Burtnett has declined to name the caseworker who visited the home on June 20, and she also wouldn’t release the report of that visit or any other reports documenting the agency’s interaction with Perez over the years, citing confidentiality agreements.
But earlier this week, she did release the personnel files of six caseworkers who have worked with Perez, and she said it is not abnormal to have six employees working on one case.
Debbie McDermott, Stephen Silva, Tara Hubrins-Lett, Nancy Griffiths, Anne Rucker and Stacey Schmidt all have worked with Perez, according to Burtnett.
According to their personnel files, all six employees have rated highly during annual reviews, each receiving the highest rating of “meets expectation.”
In 2005, however, Stacey Schmidt was suspended for failing to observe a supervisor’s instructions and for unsatisfactory work.
Schmidt failed to submit accurate reports on several occasions, according to Lorain County Children Services documents. Schmidt appealed her suspension with the State Personnel Board of Review in April of 2005, but Burtnett could not provide the results of that appeal. During that time, Schmidt continued to receive “meets expectation” reviews.

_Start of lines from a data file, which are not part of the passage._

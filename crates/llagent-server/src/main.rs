//! `llagent-server` binary: the agent HTTP API over a llama-server
//! backend.

use std::net::SocketAddr;
use std::path::PathBuf;
use std::sync::Arc;

use clap::Parser;
use tracing::{info, warn};

use llagent_llm::LlamaServer;
use llagent_mcp::McpManager;
use llagent_runtime::session_manager::prepare_prompt_sections;
use llagent_runtime::{AgentConfig, SessionManager};
use llagent_server::serve;
use llagent_tools::{register_builtin_tools, ToolRegistry};

/// Agent API server.
#[derive(Debug, Parser)]
#[command(name = "llagent-server", version, about)]
struct Args {
    /// Address to listen on.
    #[arg(long, default_value = "127.0.0.1:8090")]
    addr: SocketAddr,

    /// Base URL of the llama-server inference endpoint.
    #[arg(long, default_value = "http://127.0.0.1:8080")]
    server: String,

    /// Working directory for sessions (default: current directory).
    #[arg(long)]
    working_dir: Option<PathBuf>,

    /// Auto-approve every permission check.
    #[arg(long)]
    yolo: bool,

    /// Iteration cap per message (clamped to 1..=1000).
    #[arg(long, default_value_t = 50)]
    max_iterations: u32,

    /// Disable subagents.
    #[arg(long)]
    no_subagents: bool,

    /// Maximum subagent nesting depth (clamped to 0..=5).
    #[arg(long, default_value_t = 1)]
    max_subagent_depth: u32,

    /// Disable skills discovery.
    #[arg(long)]
    no_skills: bool,

    /// Disable AGENTS.md discovery.
    #[arg(long)]
    no_agents_md: bool,

    /// Extra skill search path (repeatable).
    #[arg(long = "skills-path")]
    skills_paths: Vec<PathBuf>,

    /// Disable MCP server startup.
    #[arg(long)]
    no_mcp: bool,
}

#[tokio::main]
async fn main() -> std::io::Result<()> {
    tracing_subscriber::fmt()
        .with_env_filter(
            tracing_subscriber::EnvFilter::try_from_default_env()
                .unwrap_or_else(|_| "info".into()),
        )
        .init();

    let args = Args::parse();

    let working_dir = match args.working_dir {
        Some(dir) => dir,
        None => std::env::current_dir()?,
    };

    let mut config = AgentConfig {
        max_iterations: args.max_iterations.clamp(1, 1000),
        working_dir: working_dir.clone(),
        yolo: args.yolo,
        enable_subagents: !args.no_subagents,
        max_subagent_depth: args.max_subagent_depth.min(5),
        enable_skills: !args.no_skills,
        skills_paths: args.skills_paths,
        enable_agents_md: !args.no_agents_md,
        ..Default::default()
    };
    prepare_prompt_sections(&mut config);

    let mut registry = ToolRegistry::new();
    register_builtin_tools(&mut registry);

    // Held for the process lifetime so MCP server processes stay up.
    let mut mcp_guard: Option<McpManager> = None;
    if !args.no_mcp {
        if let Some(config_path) = llagent_mcp::find_config(&working_dir) {
            let mut mcp = McpManager::new(&working_dir);
            match mcp.load(&config_path) {
                Ok(()) => {
                    let started = mcp.start_servers().await;
                    let registered = mcp.register_tools(&mut registry).await;
                    info!(started, registered, "MCP servers initialized");
                    mcp_guard = Some(mcp);
                }
                Err(e) => warn!(error = %e, "failed to load mcp.json"),
            }
        }
    }
    let _mcp = mcp_guard;

    let backend = Arc::new(LlamaServer::new(args.server));
    let sessions = Arc::new(SessionManager::new(backend, Arc::new(registry), config));

    serve(args.addr, sessions).await
}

Schmidt remains an employee of Children Services and has not received any disciplinary action since 2005.
‘A long, long history’ with police
Erica Perez’s trouble didn’t begin with the police visit July 5.
Court documents show that in 1998 and 1999, Perez spent time as a juvenile in the detention home for domestic violence, violations of parole and general disobedience.
She also has had criminal problems since reaching adulthood, according to Lorain police Lt. Mark Carpentiere.
“She’s had a long, long history with us,” he said.
Carpentiere said police records show Perez has been involved or has been charged with theft, disorderly conduct, burglary and domestic violence. Lorain Municipal Court records show that in January of this year, she was convicted of driving without child restraint seats in the vehicle.
According to the 2001 police report filed by her sister, Erica Perez was living in a homeless shelter while her then 1-year-old son was staying with family. Monica Perez contacted police after Erica Perez left the shelter and failed to contact any family members.
That report notes that Erica Perez’s mother, Jeannette Sierra, contacted Children Services about taking custody of the boy, but she told police that she needed a police report to get Children Services involved.
In that same report, Monica Perez said she had seen her sister mistreat the boy a few days before she disappeared. The mistreatment was not explained.
That boy, whom police said already was staying with Perez’s sister, Jessica Lopez, at the time of the July 5 incident, faces a truancy complaint alleging he missed 24 days from the Lorain Preparatory Academy in 2011 and 2012, according to court records.
Lorain Municipal Court records show that Lopez was found guilty of disorderly conduct persisting in 2001 after initially being charged with domestic violence. Monica Perez had an assault conviction in 2007 and a domestic violence conviction in 2000, according to court records.
Monica Perez declined to comment when contacted Wednesday, and Lopez did not return messages.
Burtnett said the agency takes into account past convictions when deciding where to place children.
“The children are in the care of relatives, and yes, we think that they are safe there,” she said.